You can read more about hydrogen in an upcoming Special Report in the October edition of Energy Digital. You can read the magazine here.

Vincenzo Giordano, Director, Sustainability Solutions at ENGIE Impact, is a seasoned energy sector veteran, with 20 years of diverse experience across energy transition strategy design and project implementation. At ENGIE Impact — which provides strategic advisory to help organisations plan their decarbonisation roadmaps — Vincenzo supports large, multinational organisations in their decarbonisation journey, particularly focusing on reduction strategies for Scope 1 and Scope 2 emissions. He also coordinates its European practice on Green Fuels.

Here, Vincenzo discusses not only what businesses can do, but also what the industry more broadly can do, to help hydrogen adoption gain momentum.

Q. Can you talk me through some of the challenges of hydrogen adoption?

The large-scale adoption of hydrogen as an energy carrier faces several significant challenges that need to be addressed:

  • Limited availability: The availability of hydrogen, particularly green hydrogen produced from renewable sources, is still limited due to the developing infrastructure and supply chains required for its production and distribution
  • Slow cost reduction: The costs of producing green hydrogen have not been decreasing as quickly as expected, which makes it challenging for potential users to adopt it at the anticipated level
  • Lack of stable demand: Without a stable, long-term demand for green hydrogen, it is difficult to make a strong business case for investing in hydrogen projects, slowing down progress or leading to avoidance of such investments
  • Need for regulatory and policy support: There is a general expectation that more regulatory interventions and policy support, such as subsidies for production and quotas or mandates for adoption, are necessary to reignite momentum and drive the implementation of green hydrogen projects.

While hydrogen shows great promise, coordinating solutions across this wide range of challenges will be key to ultimately realising its potential as a scalable, zero-emission energy carrier.

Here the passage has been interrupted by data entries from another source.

//! Faster-than-real-time ADC notification for simulations.
//!
//! Each wait advances a shared `ManualClock` by one conversion period and
//! reports `Ready`. Scheduled dropouts instead burn the whole timeout and
//! report `Timeout`, like a stalled ADC interrupt would.

use std::sync::Arc;
use std::sync::atomic::{AtomicU32, Ordering};

use tipctl_traits::clock::Tick;
use tipctl_traits::{ManualClock, SampleGate, SampleWait};

#[derive(Debug, Clone)]
pub struct SimulatedAdcGate {
    clock: ManualClock,
    period: Tick,
    dropouts: Arc<AtomicU32>,
}

impl SimulatedAdcGate {
    pub fn new(clock: ManualClock, period: Tick) -> Self {
        Self {
            clock,
            period: period.max(1),
            dropouts: Arc::new(AtomicU32::new(0)),
        }
    }

    /// Swallow the next `n` notifications.
    pub fn drop_next(&self, n: u32) {
        self.dropouts.fetch_add(n, Ordering::Relaxed);
    }

    pub fn pending_dropouts(&self) -> u32 {
        self.dropouts.load(Ordering::Relaxed)
    }
}

impl SampleGate for SimulatedAdcGate {
    fn wait_for_sample(&mut self, timeout: Tick) -> SampleWait {
        let dropped = self
            .dropouts
            .fetch_update(Ordering::Relaxed, Ordering::Relaxed, |n| n.checked_sub(1))
            .is_ok();
        if dropped || self.period > timeout {
            self.clock.advance(timeout);
            return SampleWait::Timeout;
        }
        self.clock.advance(self.period);
        SampleWait::Ready
    }
}

#[cfg(test)]
mod tests {
    use super::*;
    use tipctl_traits::Clock;

    #[test]
    fn ready_advances_one_period() {
        let clock = ManualClock::new();
        let mut gate = SimulatedAdcGate::new(clock.clone(), 125);
        assert_eq!(gate.wait_for_sample(2000), SampleWait::Ready);
        assert_eq!(clock.now(), 125);
    }

    #[test]
    fn dropout_burns_timeout() {
        let clock = ManualClock::new();
        let mut gate = SimulatedAdcGate::new(clock.clone(), 125);
        gate.drop_next(2);
        assert_eq!(gate.wait_for_sample(2000), SampleWait::Timeout);
        assert_eq!(gate.wait_for_sample(2000), SampleWait::Timeout);
        assert_eq!(gate.wait_for_sample(2000), SampleWait::Ready);
        assert_eq!(clock.now(), 4125);
        assert_eq!(gate.pending_dropouts(), 0);
    }
}
//! Sample notifier thread lifecycle and gate semantics.
//!
//! Verifies that:
//! - The paced notifier thread is joined when dropped
//! - Notifications coalesce and a missing producer reads as a timeout
//! - The gate drives a real-time control task

use std::sync::Arc;
use std::sync::atomic::AtomicBool;
use std::time::{Duration, Instant};

use tipctl_core::mocks::{CountingWatchdog, FixedSensor, RecordingHeater};
use tipctl_core::sampler::{PacedNotifier, notification_channel};
use tipctl_core::{BoxedControlTask, ControlCfg, StopReason, runner};
use tipctl_traits::clock::MonotonicClock;
use tipctl_traits::{SampleGate, SampleWait};

#[test]
fn notifier_thread_exits_on_drop() {
    let (notifier, _gate) = notification_channel();
    let paced = PacedNotifier::spawn(notifier, 100, MonotonicClock::new());
    std::thread::sleep(Duration::from_millis(30));
    drop(paced);
    // Test passes if drop returns without hanging.
}

#[test]
fn multiple_notifiers_dont_leak_threads() {
    let clock = MonotonicClock::new();
    for _ in 0..10 {
        let (notifier, mut gate) = notification_channel();
        let paced = PacedNotifier::spawn(notifier, 200, clock);
        let _ = gate.wait_for_sample(50);
        drop(paced);
    }
}

#[test]
fn notifications_coalesce() {
    let (notifier, mut gate) = notification_channel();
    assert!(notifier.notify());
    assert!(notifier.notify());
    assert!(notifier.notify());
    assert_eq!(gate.wait_for_sample(10), SampleWait::Ready);
    assert_eq!(gate.wait_for_sample(10), SampleWait::Timeout);
}

#[test]
fn notifier_reports_dropped_gate() {
    let (notifier, gate) = notification_channel();
    drop(gate);
    assert!(!notifier.notify());
}

#[test]
fn gate_without_producer_waits_out_the_timeout() {
    let (notifier, mut gate) = notification_channel();
    drop(notifier);
    let t0 = Instant::now();
    assert_eq!(gate.wait_for_sample(20), SampleWait::Timeout);
    assert!(t0.elapsed() >= Duration::from_millis(20));
}

#[test]
fn paused_notifier_times_out_then_resumes() {
    let (notifier, mut gate) = notification_channel();
    let paced = PacedNotifier::spawn(notifier, 100, MonotonicClock::new());
    assert_eq!(gate.wait_for_sample(500), SampleWait::Ready);
    paced.pause();
    // Let an in-flight tick land, then drain it.
    std::thread::sleep(Duration::from_millis(30));
    let _ = gate.wait_for_sample(1);
    assert_eq!(gate.wait_for_sample(50), SampleWait::Timeout);
    paced.resume();
    assert_eq!(gate.wait_for_sample(500), SampleWait::Ready);
}

#[test]
fn paced_gate_drives_control_task_in_real_time() {
    let (notifier, gate) = notification_channel();
    let _paced = PacedNotifier::spawn(notifier, 100, MonotonicClock::new());
    let watchdog = CountingWatchdog::new();
    let mut task = BoxedControlTask::builder()
        .with_gate(gate)
        .with_sensor(FixedSensor::new(25, 500))
        .with_heater(RecordingHeater::new())
        .with_watchdog(watchdog.clone())
        .with_clock(Arc::new(MonotonicClock::new()))
        .with_control(ControlCfg {
            preseed_reads: 0,
            sample_timeout: 500,
            ..ControlCfg::default()
        })
        .build()
        .expect("valid task");

    let stop = AtomicBool::new(false);
    let summary = runner::run(&mut task, &stop, Some(5)).expect("run");
    assert_eq!(summary.cycles, 5);
    assert_eq!(summary.stopped, StopReason::CycleBudget);
    assert_eq!(summary.committed + summary.timeouts, 5);
    assert_eq!(watchdog.resets(), summary.committed);
}
//! `tipctl`: runs the tip temperature controller against a simulated iron.

mod cli;
mod error_fmt;
mod sim;

use std::path::Path;
use std::sync::Arc;
use std::sync::atomic::{AtomicBool, Ordering};

use clap::Parser;
use eyre::WrapErr;
use tipctl_core::error::{ControlError, FaultKind};
use tipctl_core::StopReason;
use tracing_subscriber::layer::SubscriberExt;
use tracing_subscriber::util::SubscriberInitExt;
use tracing_subscriber::{EnvFilter, Layer, Registry, fmt};

use crate::cli::{Cli, Commands, FILE_GUARD, JSON_MODE};
use crate::error_fmt::{exit_code_for_error, format_error_json, humanize};
use crate::sim::{SimOptions, SimReport};

fn main() {
    let cli = Cli::parse();
    let _ = JSON_MODE.set(cli.json);
    let _ = color_eyre::install();

    if let Err(err) = real_main(cli) {
        if JSON_MODE.get().copied().unwrap_or(false) {
            eprintln!("{}", format_error_json(&err));
        } else {
            eprintln!("{}", humanize(&err));
        }
        std::process::exit(exit_code_for_error(&err));
    }
}

fn real_main(cli: Cli) -> eyre::Result<()> {
    let cfg = match cli.config.as_deref() {
        Some(path) => tipctl_config::load_file(path)?,
        None => {
            let cfg = tipctl_config::Config::default();
            cfg.validate()?;
            cfg
        }
    };
    init_tracing(cli.json, cli.log_level.as_deref(), &cfg.logging)?;

    let shutdown = Arc::new(AtomicBool::new(false));
    {
        let flag = shutdown.clone();
        if let Err(e) = ctrlc::set_handler(move || flag.store(true, Ordering::Relaxed)) {
            tracing::warn!(error = %e, "could not install Ctrl-C handler");
        }
    }

    match cli.cmd {
        Commands::Simulate {
            target_c,
            seconds,
            realtime,
            supply_limit_w,
            disconnect_heater_at_s,
            saturate_adc,
            drop_samples,
            trace_state,
        } => {
            let opts = SimOptions {
                target_c,
                seconds,
                realtime,
                supply_limit_w,
                disconnect_heater_at_s,
                saturate_adc,
                drop_samples,
                trace_state,
            };
            let report = sim::run_simulation(&cfg, &opts, &shutdown)?;
            print_report(&report, cli.json);
            if report.summary.runaway {
                return Err(ControlError::Fault(FaultKind::ThermalRunaway).into());
            }
            Ok(())
        }
        Commands::SelfCheck => {
            sim::self_check(&cfg)?;
            if cli.json {
                println!("{}", serde_json::json!({ "command": "self-check", "ok": true }));
            } else {
                println!("self-check ok");
            }
            Ok(())
        }
    }
}

fn print_report(r: &SimReport, json: bool) {
    let s = &r.summary;
    let stopped = match s.stopped {
        StopReason::Shutdown => "Shutdown",
        StopReason::CycleBudget => "CycleBudget",
    };
    if json {
        let line = serde_json::json!({
            "command": "simulate",
            "target_c": r.target_c,
            "final_temp_c": s.final_temp_c,
            "peak_temp_c": s.peak_temp_c,
            "cycles": s.cycles,
            "committed": s.committed,
            "timeouts": s.timeouts,
            "last_committed_x10w": s.last_committed_x10w,
            "runaway": s.runaway,
            "watchdog_resets": r.watchdog_resets,
            "heater_disconnected": r.heater_disconnected,
            "stopped": stopped,
        });
        println!("{line}");
        return;
    }
    let final_c = s
        .final_temp_c
        .map_or_else(|| "n/a".to_string(), |c| format!("{c} °C"));
    println!(
        "simulate complete: target {} °C, final {}, peak {} °C",
        r.target_c, final_c, s.peak_temp_c
    );
    println!(
        "cycles {} (committed {}, timeouts {}), watchdog resets {}, stopped by {}",
        s.cycles, s.committed, s.timeouts, r.watchdog_resets, stopped
    );
    if s.runaway {
        println!("thermal runaway latched; heater off");
    }
}

fn init_tracing(
    json: bool,
    cli_level: Option<&str>,
    logging: &tipctl_config::Logging,
) -> eyre::Result<()> {
    let level = cli_level
        .or(logging.level.as_deref())
        .unwrap_or("info")
        .to_string();
    // RUST_LOG wins over both
    let filter = EnvFilter::try_from_default_env()
        .or_else(|_| EnvFilter::try_new(&level))
        .wrap_err_with(|| format!("invalid log level '{level}'"))?;

    let mut layers: Vec<Box<dyn Layer<Registry> + Send + Sync>> = Vec::new();
    let console = fmt::layer().with_writer(std::io::stderr).with_target(false);
    layers.push(if json {
        console.json().boxed()
    } else {
        console.boxed()
    });

    if let Some(file) = logging.file.as_deref() {
        let path = Path::new(file);
        let dir = path
            .parent()
            .filter(|p| !p.as_os_str().is_empty())
            .unwrap_or_else(|| Path::new("."));
        let name = path
            .file_name()
            .ok_or_else(|| eyre::eyre!("logging.file must name a file: {file}"))?;
        let appender = match logging.rotation.as_deref().unwrap_or("never") {
            "daily" => tracing_appender::rolling::daily(dir, name),
            "hourly" => tracing_appender::rolling::hourly(dir, name),
            _ => tracing_appender::rolling::never(dir, name),
        };
        let (writer, guard) = tracing_appender::non_blocking(appender);
        let _ = FILE_GUARD.set(guard);
        layers.push(
            fmt::layer()
                .json()
                .with_ansi(false)
                .with_writer(writer)
                .boxed(),
        );
    }

    let _ = tracing_subscriber::registry()
        .with(layers)
        .with(filter)
        .try_init();
    Ok(())
}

Q. How can businesses/governments/countries be strategic with their hydrogen adoption? Is there a particular approach you feel is best fit for success?

Businesses, governments and countries can strategically approach hydrogen adoption by identifying suitable applications where direct electrification is challenging, such as heavy industries and long-haul transportation. Additionally, having a forward-thinking mindset — for example planning hydrogen projects at least five years in advance — is crucial. 

Having a forward-thinking mindset — for example planning hydrogen projects at least five years in advance — is crucial

Vincenzo Giordano, Director, Sustainability Solutions at ENGIE Impact

In my view, one promising approach is the establishment of ‘Hydrogen Hubs’ across different regions. These hubs can serve as central points for collaboration between various stakeholders, enabling the efficient production, storage and distribution of hydrogen. By fostering such collaborative ecosystems, businesses and governments can leverage collective expertise and resources to drive progress more effectively.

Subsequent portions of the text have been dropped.